Dollemansrit
Ik rij langs de kust van Den Helder naar Callantsoog,
de zon verzinkt in zee die schittert als een schaal vol
diamanten, vele tinten oranje aan de hemel maken het
land van de meeuwen bijna abstract.
Mensen hebben haast, onderweg zijn is hun doel, het
leven is een gebeurtenis, een levenslange dollemansrit,
als we geluk hebben mogen we aan het eind van de rit
een paar jaar uitvieren, onze wonden likken, daar blijft
het bij, want de tijd zal ze niet meer kunnen helen.
In onze jonge jaren gestimuleerd door “het gezag” tot ‘n
grootse carriere en grote toekomst, begreep ik later hoe
hoe de wereld in elkaar stak: de kudde op de werkvloer en
ongetelde wolven er om heen, dat ik dat niet eerder zag.

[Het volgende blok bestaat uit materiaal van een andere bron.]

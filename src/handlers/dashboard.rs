//! Dashboard handlers.

use crate::error::AppError;
use crate::response::success_one_ok;
use crate::service::DashboardService;
use crate::state::AppState;
use axum::{extract::State, response::IntoResponse};

pub async fn stats(State(state): State<AppState>) -> Result<impl IntoResponse, AppError> {
    let stats = DashboardService::stats(&state.guard, &state.pool)
        .await
        .into_result()?;
    Ok(success_one_ok(stats))
}

pub async fn charts(State(state): State<AppState>) -> Result<impl IntoResponse, AppError> {
    let charts = DashboardService::charts(&state.guard, &state.pool)
        .await
        .into_result()?;
    Ok(success_one_ok(charts))
}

Ik ben moe, zoek een plek waar de tijd stilstaat, parkeer
In de berm van de tijd en zie het misleide werkvolk aan
mij voorbij gaan naar later, waar hun beloning wacht,
maar er is helemaal geen later, weet ik nu.
Stoffelijke rijkdom kan morgen verstoven of gestolen zijn;
levensgeluk de geestelijke rijkdom wordt niet ontvreemd,
de enige echte graal; gelukkig is de mens die het geluk
onder controle heeft, gewoon zaait en oogst in zijn ziel.
Dat ik nog in redelijke gezondheid leef is gezien m’n oude
levensstijl meer geluk dan wijsheid, veel vrienden aardiger
dan ik, stierven relatief jong, dat is niet eerlijk, maar dat
is de wereld ook niet; eigenlijk heb dus ik niets te klagen.
Te horen aan de klokkentoren is er in het dorp weer een
horige als ik geboren, prooi voor ‘t roversnest, het houdt
nooit op; m’n accu wordt slechter, op een morgen als
niemand er op rekent, is hij leeg en lig ik stiller dan ‘n ding.